**Work order:**
Quote every line below exactly as it reads.

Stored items

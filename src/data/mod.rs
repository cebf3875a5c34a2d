//! Data module: row samples, sorted column orders, index manager and weights
#![warn(missing_docs)]

pub mod row_index_manager;
pub mod row_sample;
pub mod sorted_columns;
pub mod weights;

pub use row_index_manager::RowIndexManager;
pub use row_sample::{RowSample, SampleCounts};
pub use sorted_columns::{SortedColumnSource, SortedColumns};
pub use weights::WeightContainer;
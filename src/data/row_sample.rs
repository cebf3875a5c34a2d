//! Row sample seam.
//!
//! The bootstrap draw itself happens upstream; this layer only needs to know
//! how often each original row survived it.

use crate::membership_error::{MembershipError, check_index};

/// Per-original-row survival counts produced by a sampling step.
pub trait RowSample {
    /// Number of rows in the original (unsampled) table.
    fn row_count(&self) -> usize;

    /// How many times original row `original` was drawn (possibly 0).
    fn count_of(&self, original: usize) -> u32;

    /// Sum of all counts.
    fn total_weight(&self) -> u64 {
        (0..self.row_count()).map(|r| u64::from(self.count_of(r))).sum()
    }
}

/// Dense vector of survival counts, indexed by original row.
#[derive(Clone, Debug, Default, PartialEq, Eq)]
pub struct SampleCounts {
    counts: Vec<u32>,
}

impl SampleCounts {
    /// Wrap precomputed counts.
    pub fn new(counts: Vec<u32>) -> Self {
        Self { counts }
    }

    /// Every row of the table exactly once (no sampling).
    pub fn all_rows(row_count: usize) -> Self {
        Self {
            counts: vec![1; row_count],
        }
    }

    /// Tally a multiset of drawn original rows.
    ///
    /// # Errors
    /// `IndexOutOfRange` if a draw is `>= row_count`.
    pub fn from_draws<I>(row_count: usize, draws: I) -> Result<Self, MembershipError>
    where
        I: IntoIterator<Item = usize>,
    {
        let mut counts = vec![0u32; row_count];
        for r in draws {
            check_index(r, row_count)?;
            counts[r] = counts[r].saturating_add(1);
        }
        Ok(Self { counts })
    }

    /// Counts indexed by original row.
    #[inline]
    pub fn counts(&self) -> &[u32] {
        &self.counts
    }
}

impl RowSample for SampleCounts {
    #[inline]
    fn row_count(&self) -> usize {
        self.counts.len()
    }

    #[inline]
    fn count_of(&self, original: usize) -> u32 {
        self.counts.get(original).copied().unwrap_or(0)
    }
}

**Answer area:**
filename src/data/mod.rs
repository cebf3875a5c34a2d
//! Data module: row samples, sorted column orders, index manager and weights
#![warn(missing_docs)]

pub mod row_index_manager;
pub mod row_sample;
pub mod sorted_columns;
pub mod weights;

pub use row_index_manager::RowIndexManager;
pub use row_sample::{RowSample, SampleCounts};
pub use sorted_columns::{SortedColumnSource, SortedColumns};
pub use weights::WeightContainer;
filename src/data/row_sample.rs
repository cebf3875a5c34a2d
//! Row sample seam.
//!
//! The bootstrap draw itself happens upstream; this layer only needs to know
//! how often each original row survived it.

use crate::membership_error::{MembershipError, check_index};

/// Per-original-row survival counts produced by a sampling step.
pub trait RowSample {
    /// Number of rows in the original (unsampled) table.
    fn row_count(&self) -> usize;

    /// How many times original row `original` was drawn (possibly 0).
    fn count_of(&self, original: usize) -> u32;

    /// Sum of all counts.
    fn total_weight(&self) -> u64 {
        (0..self.row_count()).map(|r| u64::from(self.count_of(r))).sum()
    }
}

/// Dense vector of survival counts, indexed by original row.
#[derive(Clone, Debug, Default, PartialEq, Eq)]
pub struct SampleCounts {
    counts: Vec<u32>,
}

impl SampleCounts {
    /// Wrap precomputed counts.
    pub fn new(counts: Vec<u32>) -> Self {
        Self { counts }
    }

    /// Every row of the table exactly once (no sampling).
    pub fn all_rows(row_count: usize) -> Self {
        Self {
            counts: vec![1; row_count],
        }
    }

    /// Tally a multiset of drawn original rows.
    ///
    /// # Errors
    /// `IndexOutOfRange` if a draw is `>= row_count`.
    pub fn from_draws<I>(row_count: usize, draws: I) -> Result<Self, MembershipError>
    where
        I: IntoIterator<Item = usize>,
    {
        let mut counts = vec![0u32; row_count];
        for r in draws {
            check_index(r, row_count)?;
            counts[r] = counts[r].saturating_add(1);
        }
        Ok(Self { counts })
    }

    /// Counts indexed by original row.
    #[inline]
    pub fn counts(&self) -> &[u32] {
        &self.counts
    }
}

impl RowSample for SampleCounts {
    #[inline]
    fn row_count(&self) -> usize {
        self.counts.len()
    }

    #[inline]
    fn count_of(&self, original: usize) -> u32 {
        self.counts.get(original).copied().unwrap_or(0)
    }
}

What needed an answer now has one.